• **ACTIVITY**:
Scan the material below for lines with the word "wraps" and report how many there are, with nothing added.

____________________

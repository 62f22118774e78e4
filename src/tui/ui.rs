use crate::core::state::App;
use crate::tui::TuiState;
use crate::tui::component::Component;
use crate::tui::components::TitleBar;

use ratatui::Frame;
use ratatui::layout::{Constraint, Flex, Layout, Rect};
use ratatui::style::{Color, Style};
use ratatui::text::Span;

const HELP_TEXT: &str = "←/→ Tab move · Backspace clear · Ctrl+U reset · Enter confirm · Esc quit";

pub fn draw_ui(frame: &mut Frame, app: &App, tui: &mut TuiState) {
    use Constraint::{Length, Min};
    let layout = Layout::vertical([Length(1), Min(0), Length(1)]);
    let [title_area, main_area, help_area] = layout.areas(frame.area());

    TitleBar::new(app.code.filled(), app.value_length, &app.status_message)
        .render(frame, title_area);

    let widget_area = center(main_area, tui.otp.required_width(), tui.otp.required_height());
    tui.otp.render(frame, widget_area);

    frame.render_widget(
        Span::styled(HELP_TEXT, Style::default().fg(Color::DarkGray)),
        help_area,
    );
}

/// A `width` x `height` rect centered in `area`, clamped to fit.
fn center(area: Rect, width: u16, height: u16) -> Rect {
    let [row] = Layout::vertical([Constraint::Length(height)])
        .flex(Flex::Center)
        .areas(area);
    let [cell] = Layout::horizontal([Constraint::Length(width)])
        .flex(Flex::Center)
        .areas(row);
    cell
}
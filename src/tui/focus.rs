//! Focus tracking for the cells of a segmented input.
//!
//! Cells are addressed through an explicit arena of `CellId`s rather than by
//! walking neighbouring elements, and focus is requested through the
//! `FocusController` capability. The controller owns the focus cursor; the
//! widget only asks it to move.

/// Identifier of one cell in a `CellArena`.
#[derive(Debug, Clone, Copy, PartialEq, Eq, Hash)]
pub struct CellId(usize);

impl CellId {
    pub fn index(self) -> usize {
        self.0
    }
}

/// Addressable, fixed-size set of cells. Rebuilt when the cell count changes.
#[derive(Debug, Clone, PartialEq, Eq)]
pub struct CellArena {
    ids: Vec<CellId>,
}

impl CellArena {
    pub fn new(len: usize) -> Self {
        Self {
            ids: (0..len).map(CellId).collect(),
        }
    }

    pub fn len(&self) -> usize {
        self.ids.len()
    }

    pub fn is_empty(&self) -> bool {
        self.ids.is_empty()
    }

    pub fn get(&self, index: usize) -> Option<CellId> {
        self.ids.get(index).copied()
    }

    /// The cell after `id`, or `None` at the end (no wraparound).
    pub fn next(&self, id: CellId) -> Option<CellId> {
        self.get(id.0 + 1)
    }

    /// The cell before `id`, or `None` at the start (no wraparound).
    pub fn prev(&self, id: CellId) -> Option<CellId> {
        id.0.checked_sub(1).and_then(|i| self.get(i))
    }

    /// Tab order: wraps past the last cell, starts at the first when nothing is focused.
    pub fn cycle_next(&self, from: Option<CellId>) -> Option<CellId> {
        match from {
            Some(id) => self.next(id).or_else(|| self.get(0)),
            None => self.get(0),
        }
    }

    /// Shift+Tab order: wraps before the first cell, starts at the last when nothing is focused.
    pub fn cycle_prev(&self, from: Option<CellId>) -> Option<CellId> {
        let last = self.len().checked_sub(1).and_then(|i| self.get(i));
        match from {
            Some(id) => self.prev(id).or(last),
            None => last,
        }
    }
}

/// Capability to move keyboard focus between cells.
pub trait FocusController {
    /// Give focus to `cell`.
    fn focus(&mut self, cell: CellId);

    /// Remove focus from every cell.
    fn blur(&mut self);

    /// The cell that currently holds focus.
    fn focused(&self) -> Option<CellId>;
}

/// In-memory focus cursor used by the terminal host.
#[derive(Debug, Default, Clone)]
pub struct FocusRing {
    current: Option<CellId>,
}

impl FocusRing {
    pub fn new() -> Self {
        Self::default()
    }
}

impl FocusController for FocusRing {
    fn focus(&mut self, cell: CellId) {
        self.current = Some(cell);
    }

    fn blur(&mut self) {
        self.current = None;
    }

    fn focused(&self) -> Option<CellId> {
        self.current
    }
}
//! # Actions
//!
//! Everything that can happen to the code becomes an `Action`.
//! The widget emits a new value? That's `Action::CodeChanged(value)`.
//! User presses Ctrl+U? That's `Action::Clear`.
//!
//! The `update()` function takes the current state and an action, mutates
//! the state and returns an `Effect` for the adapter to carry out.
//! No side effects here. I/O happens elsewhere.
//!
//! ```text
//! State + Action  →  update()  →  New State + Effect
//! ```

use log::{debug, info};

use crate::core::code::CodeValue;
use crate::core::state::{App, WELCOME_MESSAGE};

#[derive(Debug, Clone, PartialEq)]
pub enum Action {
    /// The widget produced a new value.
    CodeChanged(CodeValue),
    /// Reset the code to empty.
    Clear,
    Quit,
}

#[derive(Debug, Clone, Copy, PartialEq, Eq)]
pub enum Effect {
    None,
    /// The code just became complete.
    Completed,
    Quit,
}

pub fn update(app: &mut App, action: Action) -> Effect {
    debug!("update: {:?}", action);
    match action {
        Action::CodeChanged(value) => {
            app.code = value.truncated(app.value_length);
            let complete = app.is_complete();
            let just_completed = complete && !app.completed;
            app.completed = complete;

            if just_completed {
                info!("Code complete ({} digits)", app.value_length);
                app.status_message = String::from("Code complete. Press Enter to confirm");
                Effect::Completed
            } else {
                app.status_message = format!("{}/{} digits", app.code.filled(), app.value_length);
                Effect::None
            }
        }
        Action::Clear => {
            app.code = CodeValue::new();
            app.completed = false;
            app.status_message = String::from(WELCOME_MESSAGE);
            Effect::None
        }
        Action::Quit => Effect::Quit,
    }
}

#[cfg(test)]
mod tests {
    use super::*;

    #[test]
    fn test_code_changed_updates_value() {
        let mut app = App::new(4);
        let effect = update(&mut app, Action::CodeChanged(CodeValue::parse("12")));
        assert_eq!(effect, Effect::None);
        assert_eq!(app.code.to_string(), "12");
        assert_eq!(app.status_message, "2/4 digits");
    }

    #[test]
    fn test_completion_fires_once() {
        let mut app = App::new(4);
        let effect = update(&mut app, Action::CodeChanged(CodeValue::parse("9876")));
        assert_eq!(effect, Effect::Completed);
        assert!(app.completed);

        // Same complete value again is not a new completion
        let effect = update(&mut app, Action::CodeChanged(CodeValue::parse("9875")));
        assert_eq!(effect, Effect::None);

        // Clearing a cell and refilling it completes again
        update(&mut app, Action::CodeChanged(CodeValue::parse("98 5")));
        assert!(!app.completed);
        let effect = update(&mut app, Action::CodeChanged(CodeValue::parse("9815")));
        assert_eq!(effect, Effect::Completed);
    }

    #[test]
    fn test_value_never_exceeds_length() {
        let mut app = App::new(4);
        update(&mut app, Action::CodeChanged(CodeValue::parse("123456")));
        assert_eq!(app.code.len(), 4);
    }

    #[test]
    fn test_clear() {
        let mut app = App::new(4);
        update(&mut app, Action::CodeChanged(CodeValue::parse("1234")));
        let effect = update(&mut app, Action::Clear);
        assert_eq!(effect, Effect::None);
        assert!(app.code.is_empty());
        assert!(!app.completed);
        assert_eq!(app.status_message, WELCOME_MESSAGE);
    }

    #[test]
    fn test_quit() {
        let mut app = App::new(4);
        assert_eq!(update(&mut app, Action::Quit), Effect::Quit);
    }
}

____________________

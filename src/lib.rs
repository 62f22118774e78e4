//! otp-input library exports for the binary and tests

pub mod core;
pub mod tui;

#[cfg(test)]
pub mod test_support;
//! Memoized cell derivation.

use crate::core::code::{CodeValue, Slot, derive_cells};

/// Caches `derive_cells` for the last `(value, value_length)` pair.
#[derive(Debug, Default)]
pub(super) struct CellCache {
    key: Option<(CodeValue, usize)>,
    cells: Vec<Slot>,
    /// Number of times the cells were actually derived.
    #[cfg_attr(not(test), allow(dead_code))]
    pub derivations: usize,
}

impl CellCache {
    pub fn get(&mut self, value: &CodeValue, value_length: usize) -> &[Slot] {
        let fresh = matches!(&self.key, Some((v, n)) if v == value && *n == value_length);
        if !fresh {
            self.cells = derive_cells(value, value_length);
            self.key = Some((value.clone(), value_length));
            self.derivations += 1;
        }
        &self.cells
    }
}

____________________

• **ANSWER TO THIS TASK**:
2